Las Sombras: El peso del estancamiento y las aulas vacías
A pesar del optimismo gubernamental, el análisis profundo de los datos enciende las alarmas de los expertos independientes. En Matemáticas (339 puntos) y Lectura (346 puntos), el crecimiento respecto a 2018 fue de apenas 5 y 4 puntos respectivamente, un margen que los estadísticos consideran como un estancamiento real del aprendizaje básico.
El mayor problema radica en la brecha internacional. El promedio de la OCDE se sitúa en los 490 puntos. Estar a más de 130 puntos de distancia significa que, bajo los estándares internacionales de PISA (donde 40 puntos equivalen a un año escolar), un estudiante dominicano de 15 años arrastra un rezago cognitivo de casi tres años frente a sus pares de los países desarrollados. Además, a pesar de la inversión del 4% del PIB, cerca del 74% de los alumnos evaluados todavía no alcanza el nivel mínimo de competencias exigido.
El propio informe vincula este bajo rendimiento con la alarmante pérdida de tiempo lectivo. Durante el año escolar evaluado, las escuelas dominicanas perdieron un promedio de 18.9 días de docencia debido a huelgas gremiales y fallas organizativas. PISA demostró que los estudiantes con inasistencias acumuladas obtuvieron hasta 20 puntos menos en sus evaluaciones, confirmando que la inestabilidad del calendario escolar penaliza directamente el futuro de los alumnos.

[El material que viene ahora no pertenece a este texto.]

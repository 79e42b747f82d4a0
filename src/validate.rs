//! Fail-fast input validation.

use std::collections::HashSet;

use crate::error::{Result, RoutingError};
use crate::models::{Coordinate, Depot, Stop, Vehicle};

fn check_coordinate(record: impl FnOnce() -> String, c: &Coordinate) -> Result<()> {
    if c.is_valid() {
        Ok(())
    } else {
        Err(RoutingError::InvalidCoordinate {
            record: record(),
            latitude: c.latitude,
            longitude: c.longitude,
        })
    }
}

/// Checks an optimization request before any work is done.
///
/// Rejects, naming the first offending record:
/// - NaN, infinite or out-of-range coordinates (depot or stop)
/// - negative or non-finite stop weights
/// - zero, negative or non-finite vehicle capacities
/// - repeated stop or vehicle identifiers
///
/// Empty stop or vehicle lists are valid.
///
/// # Examples
///
/// ```
/// use fleet_routing::models::{Coordinate, Depot, Stop, Vehicle};
/// use fleet_routing::validate::validate_inputs;
/// use fleet_routing::RoutingError;
///
/// let depot = Depot::new(Coordinate::new(9.9281, -84.0907));
/// let stops = vec![Stop::new(1, Coordinate::new(9.93, -84.085), -2.0)];
/// let err = validate_inputs(&depot, &stops, &[Vehicle::new(1, 10.0)]).unwrap_err();
/// assert_eq!(err, RoutingError::InvalidWeight { stop_id: 1, weight: -2.0 });
/// ```
pub fn validate_inputs(depot: &Depot, stops: &[Stop], vehicles: &[Vehicle]) -> Result<()> {
    check_coordinate(|| "depot".to_string(), &depot.coordinate())?;

    let mut stop_ids = HashSet::with_capacity(stops.len());
    for stop in stops {
        check_coordinate(|| format!("stop {}", stop.id()), &stop.coordinate())?;
        let weight = stop.weight();
        if !weight.is_finite() || weight < 0.0 {
            return Err(RoutingError::InvalidWeight {
                stop_id: stop.id(),
                weight,
            });
        }
        if !stop_ids.insert(stop.id()) {
            return Err(RoutingError::DuplicateStopId(stop.id()));
        }
    }

    let mut vehicle_ids = HashSet::with_capacity(vehicles.len());
    for vehicle in vehicles {
        let capacity = vehicle.capacity();
        if !capacity.is_finite() || capacity <= 0.0 {
            return Err(RoutingError::InvalidCapacity {
                vehicle_id: vehicle.id(),
                capacity,
            });
        }
        if !vehicle_ids.insert(vehicle.id()) {
            return Err(RoutingError::DuplicateVehicleId(vehicle.id()));
        }
    }

    Ok(())
}

#[cfg(test)]
mod tests {
    use super::*;

    fn depot() -> Depot {
        Depot::new(Coordinate::new(9.9281, -84.0907))
    }

    fn stop(id: u64) -> Stop {
        Stop::new(id, Coordinate::new(9.93, -84.085), 1.0)
    }

    #[test]
    fn test_valid_request() {
        let vehicles = vec![Vehicle::new(1, 15.0), Vehicle::new(2, 20.0)];
        assert!(validate_inputs(&depot(), &[stop(1), stop(2)], &vehicles).is_ok());
    }

    #[test]
    fn test_empty_request_is_valid() {
        assert!(validate_inputs(&depot(), &[], &[]).is_ok());
    }

    #[test]
    fn test_rejects_bad_depot() {
        let bad = Depot::new(Coordinate::new(f64::NAN, 0.0));
        let err = validate_inputs(&bad, &[], &[]).unwrap_err();
        assert!(matches!(err, RoutingError::InvalidCoordinate { ref record, .. } if record == "depot"));
    }

    #[test]
    fn test_rejects_out_of_range_stop() {
        let stops = vec![stop(1), Stop::new(8, Coordinate::new(10.0, -200.0), 1.0)];
        let err = validate_inputs(&depot(), &stops, &[]).unwrap_err();
        assert_eq!(
            err,
            RoutingError::InvalidCoordinate {
                record: "stop 8".into(),
                latitude: 10.0,
                longitude: -200.0,
            }
        );
    }

    #[test]
    fn test_rejects_nan_weight() {
        let stops = vec![Stop::new(3, Coordinate::new(9.9, -84.0), f64::NAN)];
        let err = validate_inputs(&depot(), &stops, &[]).unwrap_err();
        assert!(matches!(err, RoutingError::InvalidWeight { stop_id: 3, .. }));
    }

    #[test]
    fn test_zero_weight_is_allowed() {
        let stops = vec![Stop::new(3, Coordinate::new(9.9, -84.0), 0.0)];
        assert!(validate_inputs(&depot(), &stops, &[]).is_ok());
    }

    #[test]
    fn test_rejects_non_positive_capacity() {
        let err = validate_inputs(&depot(), &[], &[Vehicle::new(4, 0.0)]).unwrap_err();
        assert_eq!(
            err,
            RoutingError::InvalidCapacity {
                vehicle_id: 4,
                capacity: 0.0
            }
        );
        let err = validate_inputs(&depot(), &[], &[Vehicle::new(5, -3.0)]).unwrap_err();
        assert!(matches!(err, RoutingError::InvalidCapacity { vehicle_id: 5, .. }));
    }

    #[test]
    fn test_rejects_duplicate_ids() {
        let err = validate_inputs(&depot(), &[stop(1), stop(1)], &[]).unwrap_err();
        assert_eq!(err, RoutingError::DuplicateStopId(1));

        let vehicles = vec![Vehicle::new(2, 1.0), Vehicle::new(2, 1.0)];
        let err = validate_inputs(&depot(), &[], &vehicles).unwrap_err();
        assert_eq!(err, RoutingError::DuplicateVehicleId(2));
    }
}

Hacia una transformación estructural
Frente a estos resultados, el Ministerio de Educación (MINERD) informó que se encuentra trabajando en la «Mesa de los Cinco Pilares» para diseñar un protocolo que blinde el calendario escolar contra las interrupciones. El Gobierno dominicano ha manifestado que utilizará la evidencia de PISA 2025 para profundizar las reformas curriculares en marcha, reconociendo de manera implícita que expandir la infraestructura y el presupuesto ya no es suficiente si no se garantiza la calidad de la enseñanza y el respeto estricto al tiempo en las aulas.